PANDAS
------------

Pandas provides high-performance data manipulation and analysis tool using its powerful data structures. 


When working with tabular data, such as data stored in spreadsheets or databases, pandas is the right tool for you. 
pandas will help you to explore, clean, and process your data.


Supports the integration with many file formats or data sources out of the box (csv, excel, sql, json, xml,. . . ).


Selecting or filtering specific rows and/or columns. 

Filtering the data on a condition?
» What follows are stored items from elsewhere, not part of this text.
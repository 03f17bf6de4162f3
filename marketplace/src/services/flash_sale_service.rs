// marketplace/src/services/flash_sale_service.rs

use std::sync::Arc;
use tracing::{debug, info, instrument, warn};
use uuid::Uuid;

use crate::db::{FlashSaleStore, ProductStore, StoreError};
use crate::errors::{AppError, Result as AppResult};
use crate::models::{FlashSaleEntry, FlashSaleListing, NewFlashSaleEntry};

const ALREADY_LISTED_MESSAGE: &str = "Product already added to flash sale";

pub struct FlashSaleService {
  flash_sales: Arc<dyn FlashSaleStore>,
  products: Arc<dyn ProductStore>,
}

impl FlashSaleService {
  pub fn new(flash_sales: Arc<dyn FlashSaleStore>, products: Arc<dyn ProductStore>) -> Self {
    Self { flash_sales, products }
  }

  /// Puts a product on flash sale at `new_price`.
  ///
  /// The duplicate check runs before ownership: a product that already has an
  /// entry is a conflict no matter who asks.
  #[instrument(name = "flash_sale_service::add", skip(self))]
  pub async fn add(&self, vendor_id: Uuid, product_id: Option<Uuid>, new_price: Option<f64>) -> AppResult<FlashSaleEntry> {
    let (product_id, new_price) = match (product_id, new_price) {
      (Some(product_id), Some(new_price)) => (product_id, new_price),
      _ => {
        warn!("Flash sale request is missing product_id or new_price.");
        return Err(AppError::InvalidInput("Please provide required fields".to_string()));
      }
    };
    if !(new_price > 0.0) {
      return Err(AppError::InvalidInput("new_price must be greater than 0".to_string()));
    }

    if let Some(existing) = self.flash_sales.find_flash_sale_by_product(product_id).await? {
      warn!(flash_sale_id = %existing.id, "Product already has a flash sale entry.");
      return Err(AppError::Conflict(ALREADY_LISTED_MESSAGE.to_string()));
    }

    let product = self
      .products
      .find_product(product_id)
      .await?
      .ok_or_else(|| AppError::NotFound("Product not found".to_string()))?;
    if product.vendor_id != vendor_id {
      warn!(owner = %product.vendor_id, "Caller does not own the product.");
      return Err(AppError::Forbidden("You are not the vendor of this product".to_string()));
    }

    let entry = self
      .flash_sales
      .insert_flash_sale(NewFlashSaleEntry {
        product_id,
        vendor_id,
        new_price,
      })
      .await
      .map_err(|err| match err {
        StoreError::UniqueViolation(_) => AppError::Conflict(ALREADY_LISTED_MESSAGE.to_string()),
        StoreError::ForeignKeyViolation(_) => AppError::NotFound("Product not found".to_string()),
        StoreError::CheckViolation(_) => AppError::InvalidInput("new_price must be greater than 0".to_string()),
        other => AppError::Store(other),
      })?;
    info!(flash_sale_id = %entry.id, "Product added to flash sale.");
    Ok(entry)
  }

  /// Takes a product off flash sale. Only the vendor who listed it may do so.
  #[instrument(name = "flash_sale_service::remove", skip(self))]
  pub async fn remove(&self, vendor_id: Uuid, product_id: Uuid) -> AppResult<()> {
    let entry = self
      .flash_sales
      .find_flash_sale_by_product(product_id)
      .await?
      .ok_or_else(|| {
        warn!("No flash sale entry for product.");
        AppError::NotFound("Product not found in flash sale".to_string())
      })?;

    if entry.vendor_id != vendor_id {
      warn!(owner = %entry.vendor_id, "Caller did not create this flash sale entry.");
      return Err(AppError::Forbidden("You are not the vendor of this product".to_string()));
    }

    if !self.flash_sales.delete_flash_sale(entry.id).await? {
      return Err(AppError::NotFound("Product not found in flash sale".to_string()));
    }
    info!(flash_sale_id = %entry.id, "Product removed from flash sale.");
    Ok(())
  }

  #[instrument(name = "flash_sale_service::list", skip(self))]
  pub async fn list(&self) -> AppResult<Vec<FlashSaleListing>> {
    let listings = self.flash_sales.list_flash_sales_with_products().await?;
    debug!(count = listings.len(), "Flash sales fetched.");
    Ok(listings)
  }
}
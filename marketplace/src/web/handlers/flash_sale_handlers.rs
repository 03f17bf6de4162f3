// marketplace/src/web/handlers/flash_sale_handlers.rs

use actix_web::{web, HttpResponse};
use serde::Deserialize;
use tracing::{info, instrument};
use uuid::Uuid;

use crate::errors::AppError;
use crate::state::AppState;
use crate::web::auth::AuthenticatedVendor;
use crate::web::response::ApiResponse;

#[derive(Deserialize, Debug)]
pub struct AddFlashSalePayload {
  pub product_id: Option<Uuid>,
  pub new_price: Option<f64>,
}

#[instrument(
  name = "handler::add_flash_sale",
  skip(app_state, payload, vendor),
  fields(vendor_id = %vendor.vendor_id, product_id = ?payload.product_id)
)]
pub async fn add_flash_sale_handler(
  app_state: web::Data<AppState>,
  payload: web::Json<AddFlashSalePayload>,
  vendor: AuthenticatedVendor,
) -> Result<HttpResponse, AppError> {
  let AddFlashSalePayload { product_id, new_price } = payload.into_inner();
  let entry = app_state.flash_sales.add(vendor.vendor_id, product_id, new_price).await?;
  info!(flash_sale_id = %entry.id, "Flash sale entry created.");
  Ok(HttpResponse::Created().json(ApiResponse::success("Product added to flash sale", entry)))
}

#[instrument(
  name = "handler::remove_flash_sale",
  skip(app_state, path, vendor),
  fields(product_id = %path.as_ref(), vendor_id = %vendor.vendor_id)
)]
pub async fn remove_flash_sale_handler(
  app_state: web::Data<AppState>,
  path: web::Path<Uuid>,
  vendor: AuthenticatedVendor,
) -> Result<HttpResponse, AppError> {
  app_state.flash_sales.remove(vendor.vendor_id, path.into_inner()).await?;
  Ok(HttpResponse::Ok().json(ApiResponse::message("Product removed from flash sale")))
}

#[instrument(name = "handler::list_flash_sales", skip(app_state))]
pub async fn list_flash_sales_handler(app_state: web::Data<AppState>) -> Result<HttpResponse, AppError> {
  let listings = app_state.flash_sales.list().await?;
  Ok(HttpResponse::Ok().json(ApiResponse::success("Flash sales fetched successfully", listings)))
}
Methods for slicing, selecting, and extracting the data you need are available in pandas.


Provides plotting your data out of the box, using the power of Matplotlib. 
You can pick the plot type (scatter, bar, boxplot,. . . ) corresponding to your data.


Basic statistics (mean, median, min, max, counts. . . ) are easily calculable. 

These or custom aggregations can be applied on the entire data set, a sliding window of the data, or grouped by categories


Multiple tables can be concatenated both column wise and row wise as database-like join/merge operations are provided to combine multiple tables of data.


Pandas has great support for time series and has an extensive set of tools for working with dates, times, and time-indexed data.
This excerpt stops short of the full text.